┌──

use crate::scanner::Scanner;

#[test]
fn test_extremes() {
    let mut s = Scanner::new("12+3@".chars());
    assert_eq!(s.curr(), None);
    assert_eq!(s.peek(), Some('1'));
    assert_eq!(s.next(), Some('1'));
    while s.next() != Some('@') {}
    assert_eq!(s.curr(), Some('@'));
    assert_eq!(s.next(), None);
    assert_eq!(s.next(), None);
    assert_eq!(s.view().iter().collect::<String>(), "12+3@");
}

#[test]
fn test_extract() {
    let mut s = Scanner::new("123*(45)".chars());
    for _ in 0..3 { assert!(s.next().is_some()); }
    assert_eq!(s.extract_string(), "123");
    assert_eq!(s.start(), 3);
    assert_eq!(s.peek(), Some('*'));
    assert_eq!(s.next(), Some('*'));
    s.ignore();
    assert_eq!(s.start(), 4);
    assert_eq!(s.next(), Some('('));
    assert_eq!(s.extract(), vec!['(']);
    assert_eq!(s.start(), 5);
}

#[test]
fn test_extract_past_end() {
    let mut s = Scanner::new("7".chars());
    assert_eq!(s.next(), Some('7'));
    assert_eq!(s.next(), None);
    assert_eq!(s.extract_string(), "7");
    assert_eq!(s.start(), 1);
    assert_eq!(s.next(), None);
    assert_eq!(s.extract_string(), "");
}

#[test]
fn test_accept() {
    let mut s = Scanner::new("2^-10".chars());
    assert_eq!(s.accept_any_char("+-"), None);
    assert_eq!(s.curr(), None);
    assert_eq!(s.accept_any_char("0123456789"), Some('2'));
    assert_eq!(s.curr(), Some('2'));
    assert_eq!(s.accept_any_char("^"), Some('^'));
    assert_eq!(s.accept_any_char("+-"), Some('-'));
    assert!(s.skip_all_chars("0123456789"));
    assert_eq!(s.curr(), Some('0'));
    assert!(!s.skip_all_chars("0123456789"));
    assert_eq!(s.extract_string(), "2^-10");
}

#[test]
fn test_backtrack() {
    let mut s = Scanner::new("(1)".chars());
    let backtrack = s.pos();
    assert_eq!(s.next(), Some('('));
    assert_eq!(s.next(), Some('1'));
    assert!(s.set_pos(backtrack));
    assert_eq!(s.next(), Some('('));
    assert!(!s.set_pos(10));
    assert!(!s.set_pos(-2));
}
#![deny(warnings)]

use std::fmt;

#[derive(Clone, Copy, PartialEq, Eq, Debug)]
pub enum Assoc {
    Left,
    Right,
}

#[derive(Clone, Copy, PartialEq, Eq, Hash, Debug)]
pub enum BinOp {
    Add,
    Sub,
    Mul,
    Div,
    Pow,
}

// Operators sharing a precedence level must share associativity.
impl BinOp {
    pub const ALL: [BinOp; 5] = [BinOp::Add, BinOp::Sub, BinOp::Mul, BinOp::Div, BinOp::Pow];

    pub const fn precedence(self) -> u8 {
        match self {
            BinOp::Add | BinOp::Sub => 0,
            BinOp::Mul | BinOp::Div => 1,
            BinOp::Pow => 2,
        }
    }

    pub const fn assoc(self) -> Assoc {
        match self {
            BinOp::Pow => Assoc::Right,
            _ => Assoc::Left,
        }
    }

    pub const fn symbol(self) -> char {
        match self {
            BinOp::Add => '+',
            BinOp::Sub => '-',
            BinOp::Mul => '*',
            BinOp::Div => '/',
            BinOp::Pow => '^',
        }
    }

    pub fn from_char(c: char) -> Option<BinOp> {
        BinOp::ALL.iter().copied().find(|op| op.symbol() == c)
    }
}

#[derive(Clone, Copy, PartialEq, Eq, Hash, Debug)]
pub enum UnOp {
    Neg,
}

impl UnOp {
    /// Rendered apart from binary '-' so postfix dumps stay readable.
    pub const fn symbol(self) -> &'static str {
        match self {
            UnOp::Neg => "(-)",
        }
    }
}

#[derive(Clone, Copy, PartialEq, Eq, Hash, Debug)]
pub enum Paren {
    Open,
    Close,
}

#[derive(Clone, Copy, PartialEq, Eq, Hash, Debug)]
pub enum Token {
    Number(i64),
    BOp(BinOp),
    UOp(UnOp),
    Paren(Paren),
}

impl Token {
    /// Number of operands consumed when evaluated, None for parenthesis.
    pub fn arity(&self) -> Option<usize> {
        match *self {
            Token::Number(_) => Some(0),
            Token::UOp(_) => Some(1),
            Token::BOp(_) => Some(2),
            Token::Paren(_) => None,
        }
    }

    pub fn is_operator(&self) -> bool {
        matches!(*self, Token::BOp(_) | Token::UOp(_))
    }
}

impl fmt::Display for Token {
    fn fmt(&self, f: &mut fmt::Formatter) -> fmt::Result {
        match *self {
            Token::Number(n) => write!(f, "{}", n),
            Token::BOp(op) => write!(f, "{}", op.symbol()),
            Token::UOp(op) => write!(f, "{}", op.symbol()),
            Token::Paren(Paren::Open) => write!(f, "("),
            Token::Paren(Paren::Close) => write!(f, ")"),
        }
    }
}

///////////////////////////////////////////////////////////////////////////////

└──

**PROBLEM DETAILS:**
Retype the data precisely.

**YOUR SOLUTION:**
use crate::scanner::Scanner;

#[test]
fn test_extremes() {
    let mut s = Scanner::new("12+3@".chars());
    assert_eq!(s.curr(), None);
    assert_eq!(s.peek(), Some('1'));
    assert_eq!(s.next(), Some('1'));
    while s.next() != Some('@') {}
    assert_eq!(s.curr(), Some('@'));
    assert_eq!(s.next(), None);
    assert_eq!(s.next(), None);
    assert_eq!(s.view().iter().collect::<String>(), "12+3@");
}

#[test]
fn test_extract() {
    let mut s = Scanner::new("123*(45)".chars());
    for _ in 0..3 { assert!(s.next().is_some()); }
    assert_eq!(s.extract_string(), "123");
    assert_eq!(s.start(), 3);
    assert_eq!(s.peek(), Some('*'));
    assert_eq!(s.next(), Some('*'));
    s.ignore();
    assert_eq!(s.start(), 4);
    assert_eq!(s.next(), Some('('));
    assert_eq!(s.extract(), vec!['(']);
    assert_eq!(s.start(), 5);
}

#[test]
fn test_extract_past_end() {
    let mut s = Scanner::new("7".chars());
    assert_eq!(s.next(), Some('7'));
    assert_eq!(s.next(), None);
    assert_eq!(s.extract_string(), "7");
    assert_eq!(s.start(), 1);
    assert_eq!(s.next(), None);
    assert_eq!(s.extract_string(), "");
}

#[test]
fn test_accept() {
    let mut s = Scanner::new("2^-10".chars());
    assert_eq!(s.accept_any_char("+-"), None);
    assert_eq!(s.curr(), None);
    assert_eq!(s.accept_any_char("0123456789"), Some('2'));
    assert_eq!(s.curr(), Some('2'));
    assert_eq!(s.accept_any_char("^"), Some('^'));
    assert_eq!(s.accept_any_char("+-"), Some('-'));
    assert!(s.skip_all_chars("0123456789"));
    assert_eq!(s.curr(), Some('0'));
    assert!(!s.skip_all_chars("0123456789"));
    assert_eq!(s.extract_string(), "2^-10");
}

#[test]
fn test_backtrack() {
    let mut s = Scanner::new("(1)".chars());
    let backtrack = s.pos();
    assert_eq!(s.next(), Some('('));
    assert_eq!(s.next(), Some('1'));
    assert!(s.set_pos(backtrack));
    assert_eq!(s.next(), Some('('));
    assert!(!s.set_pos(10));
    assert!(!s.set_pos(-2));
}
#![deny(warnings)]

use std::fmt;

#[derive(Clone, Copy, PartialEq, Eq, Debug)]
pub enum Assoc {
    Left,
    Right,
}

#[derive(Clone, Copy, PartialEq, Eq, Hash, Debug)]
pub enum BinOp {
    Add,
    Sub,
    Mul,
    Div,
    Pow,
}

// Operators sharing a precedence level must share associativity.
impl BinOp {
    pub const ALL: [BinOp; 5] = [BinOp::Add, BinOp::Sub, BinOp::Mul, BinOp::Div, BinOp::Pow];

    pub const fn precedence(self) -> u8 {
        match self {
            BinOp::Add | BinOp::Sub => 0,
            BinOp::Mul | BinOp::Div => 1,
            BinOp::Pow => 2,
        }
    }

    pub const fn assoc(self) -> Assoc {
        match self {
            BinOp::Pow => Assoc::Right,
            _ => Assoc::Left,
        }
    }

    pub const fn symbol(self) -> char {
        match self {
            BinOp::Add => '+',
            BinOp::Sub => '-',
            BinOp::Mul => '*',
            BinOp::Div => '/',
            BinOp::Pow => '^',
        }
    }

    pub fn from_char(c: char) -> Option<BinOp> {
        BinOp::ALL.iter().copied().find(|op| op.symbol() == c)
    }
}

#[derive(Clone, Copy, PartialEq, Eq, Hash, Debug)]
pub enum UnOp {
    Neg,
}

impl UnOp {
    /// Rendered apart from binary '-' so postfix dumps stay readable.
    pub const fn symbol(self) -> &'static str {
        match self {
            UnOp::Neg => "(-)",
        }
    }
}

#[derive(Clone, Copy, PartialEq, Eq, Hash, Debug)]
pub enum Paren {
    Open,
    Close,
}

#[derive(Clone, Copy, PartialEq, Eq, Hash, Debug)]
pub enum Token {
    Number(i64),
    BOp(BinOp),
    UOp(UnOp),
    Paren(Paren),
}

impl Token {
    /// Number of operands consumed when evaluated, None for parenthesis.
    pub fn arity(&self) -> Option<usize> {
        match *self {
            Token::Number(_) => Some(0),
            Token::UOp(_) => Some(1),
            Token::BOp(_) => Some(2),
            Token::Paren(_) => None,
        }
    }

    pub fn is_operator(&self) -> bool {
        matches!(*self, Token::BOp(_) | Token::UOp(_))
    }
}

impl fmt::Display for Token {
    fn fmt(&self, f: &mut fmt::Formatter) -> fmt::Result {
        match *self {
            Token::Number(n) => write!(f, "{}", n),
            Token::BOp(op) => write!(f, "{}", op.symbol()),
            Token::UOp(op) => write!(f, "{}", op.symbol()),
            Token::Paren(Paren::Open) => write!(f, "("),
            Token::Paren(Paren::Close) => write!(f, ")"),
        }
    }
}

///////////////////////////////////////////////////////////////////////////////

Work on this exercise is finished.